[Assignment]
What is the number of lines in the entries that contain the word "TrajectoryProjector"? Reply with that number only.

*** Opening Data for this exercise ***

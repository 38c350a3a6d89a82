//! Frame-to-frame odometry: the per-frame state machine and the context it
//! owns between frames.

pub mod pose;
pub mod report;
pub mod state;

pub use pose::AccumulatedPose;
pub use report::{FrameReport, MatchSummary, TimingStats};
pub use state::FrameState;

use std::time::Instant;

use image::{DynamicImage, GrayImage};
use log::{debug, info, warn};

use crate::camera_model::{CameraModel, to_gray};
use crate::config::OdometryConfig;
use crate::correspondence::{CorrespondenceFinder, CorrespondenceSet};
use crate::error::{OdometryError, Result};
use crate::features::{BruteForceMatcher, CornerDetector, DescriptorMatcher, FeatureDetector, FeatureSet};
use crate::pose_estimator::{RelativePose, RelativePoseEstimator};
use crate::trajectory::TrajectoryProjector;
use report::elapsed_ms;

/// Everything that survives from one frame to the next.
#[derive(Debug, Clone)]
pub struct OdometryContext {
    pub state: FrameState,
    /// Features of the last accepted frame.
    pub previous: Option<FeatureSet>,
    pub pose: Option<AccumulatedPose>,
    pub trace: TrajectoryProjector,
    /// Inlier correspondences of the last matched frame.
    pub last_correspondences: Option<CorrespondenceSet>,
    /// Rectified image of the last frame.
    pub last_rectified: Option<GrayImage>,
    pub frames_processed: usize,
    pub pose_updates: usize,
}

impl OdometryContext {
    pub fn new(trace: TrajectoryProjector) -> OdometryContext {
        OdometryContext {
            state: FrameState::AwaitingFirstFrame,
            previous: None,
            pose: None,
            trace,
            last_correspondences: None,
            last_rectified: None,
            frames_processed: 0,
            pose_updates: 0,
        }
    }
}

/// Monocular visual odometry over a stream of frames.
///
/// Frames go through [`VisualOdometry::process_frame`] one at a time; the
/// `&mut self` receiver serializes them.
pub struct VisualOdometry<D, M> {
    camera: CameraModel,
    detector: D,
    finder: CorrespondenceFinder<M>,
    estimator: RelativePoseEstimator,
    reorthonormalize_every: Option<usize>,
    context: OdometryContext,
}

impl VisualOdometry<CornerDetector, BruteForceMatcher> {
    /// Odometry with the built-in corner detector and brute-force matcher.
    pub fn from_config(config: &OdometryConfig) -> Result<Self> {
        VisualOdometry::new(
            config,
            CornerDetector::new(config.detector.clone()),
            BruteForceMatcher::new(),
        )
    }
}

impl<D: FeatureDetector, M: DescriptorMatcher> VisualOdometry<D, M> {
    pub fn new(config: &OdometryConfig, detector: D, matcher: M) -> Result<Self> {
        let camera = CameraModel::new(config.camera.clone())?;
        Ok(VisualOdometry {
            camera,
            detector,
            finder: CorrespondenceFinder::new(matcher, config.matcher.clone()).with_seed(config.seed),
            estimator: RelativePoseEstimator::new(config.pose.clone()).with_seed(config.seed),
            reorthonormalize_every: config.reorthonormalize_every.filter(|&n| n > 0),
            context: OdometryContext::new(TrajectoryProjector::new(config.trajectory.clone())),
        })
    }

    pub fn state(&self) -> FrameState {
        self.context.state
    }

    /// Accumulated pose, `None` until tracking starts.
    pub fn pose(&self) -> Option<&AccumulatedPose> {
        self.context.pose.as_ref()
    }

    pub fn trace(&self) -> &TrajectoryProjector {
        &self.context.trace
    }

    pub fn frames_processed(&self) -> usize {
        self.context.frames_processed
    }

    pub fn previous_features(&self) -> Option<&FeatureSet> {
        self.context.previous.as_ref()
    }

    pub fn last_correspondences(&self) -> Option<&CorrespondenceSet> {
        self.context.last_correspondences.as_ref()
    }

    pub fn last_rectified(&self) -> Option<&GrayImage> {
        self.context.last_rectified.as_ref()
    }

    pub fn context(&self) -> &OdometryContext {
        &self.context
    }

    pub fn camera(&self) -> &CameraModel {
        &self.camera
    }

    fn validate(&self, width: u32, height: u32) -> Result<()> {
        if width == 0 || height == 0 {
            return Err(OdometryError::EmptyFrame);
        }
        if !self.camera.expects(width, height) {
            let c = self.camera.intrinsics();
            return Err(OdometryError::MalformedInput {
                expected: (c.width, c.height),
                got: (width, height),
            });
        }
        Ok(())
    }

    /// Runs one color (or gray) frame through the pipeline.
    ///
    /// A frame of the wrong size is rejected before anything is touched.
    pub fn process_frame(&mut self, frame: &DynamicImage) -> Result<FrameReport> {
        self.validate(frame.width(), frame.height())?;
        self.process_gray(&to_gray(frame))
    }

    pub fn process_gray(&mut self, gray: &GrayImage) -> Result<FrameReport> {
        self.validate(gray.width(), gray.height())?;
        let start = Instant::now();
        let mut timing = TimingStats::default();
        let frame_index = self.context.frames_processed;

        let t = Instant::now();
        let rectified = self.camera.rectify(gray);
        timing.rectify_ms = elapsed_ms(t);

        let t = Instant::now();
        let features = self.detector.detect(&rectified);
        timing.detect_ms = elapsed_ms(t);
        debug!("frame {}: {} keypoints", frame_index, features.len());

        let mut matches = MatchSummary::default();
        let mut pose_updated = false;
        match (self.context.state, self.context.previous.as_ref()) {
            (FrameState::AwaitingFirstFrame, _) | (_, None) => {
                info!("frame {}: reference frame stored", frame_index);
                self.context.state = FrameState::AwaitingSecondFrame;
            }
            (_, Some(previous)) => {
                let t = Instant::now();
                let outcome = self.finder.find(previous, &features);
                timing.match_ms = elapsed_ms(t);
                matches.candidates = outcome.candidates();

                if let Some(correspondences) = outcome.correspondences() {
                    matches.matched = true;
                    matches.inliers = correspondences.len();
                    let t = Instant::now();
                    match self.estimator.estimate(correspondences, &self.camera.pose_intrinsics()) {
                        Ok(relative) => {
                            matches.essential_inliers = relative.essential_inliers;
                            self.integrate(&relative);
                            pose_updated = true;
                        }
                        Err(e) => warn!("frame {}: pose update skipped, {}", frame_index, e),
                    }
                    timing.pose_ms = elapsed_ms(t);
                } else {
                    warn!(
                        "frame {}: not enough matches ({} candidates), pose update skipped",
                        frame_index, matches.candidates
                    );
                }
                self.context.last_correspondences = outcome.correspondences().cloned();
            }
        }

        let num_keypoints = features.len();
        self.context.previous = Some(features);
        self.context.last_rectified = Some(rectified);
        self.context.frames_processed += 1;
        timing.total_ms = elapsed_ms(start);

        Ok(FrameReport {
            frame_index,
            state: self.context.state,
            num_keypoints,
            matches,
            pose_updated,
            translation: self
                .context
                .pose
                .as_ref()
                .map(|p| [p.translation.x, p.translation.y, p.translation.z]),
            timing,
        })
    }

    fn integrate(&mut self, relative: &RelativePose) {
        match self.context.pose.as_mut() {
            Some(pose) => pose.compose(relative),
            None => {
                info!("tracking started");
                self.context.state = FrameState::Tracking;
                self.context.pose = Some(AccumulatedPose::from_relative(relative));
            }
        }
        self.context.pose_updates += 1;
        let updates = self.context.pose_updates;
        if let Some(pose) = self.context.pose.as_mut() {
            if self.reorthonormalize_every.is_some_and(|every| updates % every == 0) {
                pose.reorthonormalize();
            }
            let (x, y) = pose.planar();
            self.context.trace.update(x, y);
        }
    }
}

*** Closing Data for this exercise ***

[Your solution]
5